Figure 1: Sample Risk Scale Risk assessment tools should include compatible and integral asset databases. Assets include information, data, people, third parties, hardware and software that can be categorized by asset type and asset owners. Remember to provide reference to asset database throughout the assessment.
- Identify risks Risk identification is a time-consuming activity that involves validating the risks for each of the following:
- The asset (the value to be protected)
- The threat (which can affect the asset)
- The vulnerability (the weakness that allows the threat to affect the asset). Threats and vulnerabilities vary. Be sure to identify the risks that compromise the confidentiality, integrity and availability of data impacting the organization. Check the existing controls to avoid unnecessary duplication of measures.
- Analyze risks Risk analysis typically involves understanding how a threat might occur, which requires you to identify a vulnerability in your assets and a threat that could exploit the vulnerability.
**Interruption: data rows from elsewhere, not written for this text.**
use thiserror::Error;

/// Errors from checkpoint store operations (used by the port in stepwise-core).
#[derive(Debug, Error)]
pub enum RepositoryError {
    #[error("storage connection error")]
    Connection,

    #[error("query error: {0}")]
    Query(String),

    #[error("entity not found")]
    NotFound,

    #[error("conflict: {0}")]
    Conflict(String),

    #[error("serialization error: {0}")]
    Serialization(String),
}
For each security event you identify, you should be able to assess the likelihood of a threat exploiting the vulnerability and assign it a score or value. Referring back to the risk scale, the factors influencing the impact of the threat can include human, financial, legal, regulatory, reputational and operational issues, and the likelihood factors can include frequency of occurrence, previous occurrence, current levels of security control, size of attack group and knowledge of vulnerability. Below is the example of a risk treatment with the likelihood (LHO) and business impact (BI) as defined in the earlier steps. A final rating helps address and treat the risks in the organization.
- Evaluate risks Your company’s risk assessment software should automatically collect the results of your risk analysis, calculate where each risk sits on the risk scale and identify whether the risk falls within your predetermined level of acceptable risk. You should quickly be able to identify your highest risks and, therefore, prioritize which risks to address first.
- List risk treatment options After evaluating and prioritizing risks, companies should respond to them based on the existing controls. Treatment options include:
- Accept the risk: This is normally done by implementing security controls that will reduce the risk’s likelihood or impact.
- Mitigate the risk: You can accept that the risk falls within your established risk acceptance criteria, or decide that it requires extraordinary decisions.
- Transfer the risk: This generally happens through insuring or outsourcing. Although your company will typically still suffer the effects of a breach, it can share the risk with someone better able to mitigate it.
- Terminate the risk: Your company can take steps to end the activity or circumstance causing the risk.
- Conduct regular visits Risk assessment is a cycle that follows the plan-do-check-act (PDCA) approach. Risks will continue to emerge, change or recede. Companies should consider all the factors documented in the first step in a risk management plan when revisiting the risk assessment on a regular basis. The results should be discussed with a company management security forum.